• [WHAT NEEDS TO BE DONE]:
Go through the records below and tally the lines that include "cannot". Answer with the number only.

--- DATA RECORDS Enclosed Below ---

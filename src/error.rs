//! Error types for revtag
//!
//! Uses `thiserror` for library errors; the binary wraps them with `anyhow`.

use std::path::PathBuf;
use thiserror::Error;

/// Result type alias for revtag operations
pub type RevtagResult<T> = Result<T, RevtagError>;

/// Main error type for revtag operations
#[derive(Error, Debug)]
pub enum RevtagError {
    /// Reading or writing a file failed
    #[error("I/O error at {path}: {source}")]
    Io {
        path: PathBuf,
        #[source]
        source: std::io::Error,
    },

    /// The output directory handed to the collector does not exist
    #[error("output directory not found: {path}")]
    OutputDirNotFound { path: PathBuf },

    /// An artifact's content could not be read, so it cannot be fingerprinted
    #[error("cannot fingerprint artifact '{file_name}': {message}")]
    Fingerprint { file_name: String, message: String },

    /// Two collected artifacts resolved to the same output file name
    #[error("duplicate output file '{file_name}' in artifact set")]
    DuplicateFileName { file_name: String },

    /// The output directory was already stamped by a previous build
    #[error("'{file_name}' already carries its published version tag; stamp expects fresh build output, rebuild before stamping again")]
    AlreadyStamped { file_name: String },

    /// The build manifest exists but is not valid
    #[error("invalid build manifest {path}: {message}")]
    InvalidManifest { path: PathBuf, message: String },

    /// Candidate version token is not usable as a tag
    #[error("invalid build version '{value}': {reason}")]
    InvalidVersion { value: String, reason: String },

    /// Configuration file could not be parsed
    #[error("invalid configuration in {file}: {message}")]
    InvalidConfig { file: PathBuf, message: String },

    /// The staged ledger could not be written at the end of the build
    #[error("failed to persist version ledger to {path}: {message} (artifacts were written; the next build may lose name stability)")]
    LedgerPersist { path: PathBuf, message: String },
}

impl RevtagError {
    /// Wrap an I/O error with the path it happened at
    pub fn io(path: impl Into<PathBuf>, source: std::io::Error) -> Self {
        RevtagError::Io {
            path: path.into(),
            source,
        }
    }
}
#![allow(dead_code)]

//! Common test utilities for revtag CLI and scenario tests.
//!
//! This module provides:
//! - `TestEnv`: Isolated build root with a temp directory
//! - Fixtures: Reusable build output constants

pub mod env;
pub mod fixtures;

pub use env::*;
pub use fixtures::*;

--- End of Enclosed DATA RECORDS ---

• [OUTPUT FOR THIS TASK]:
2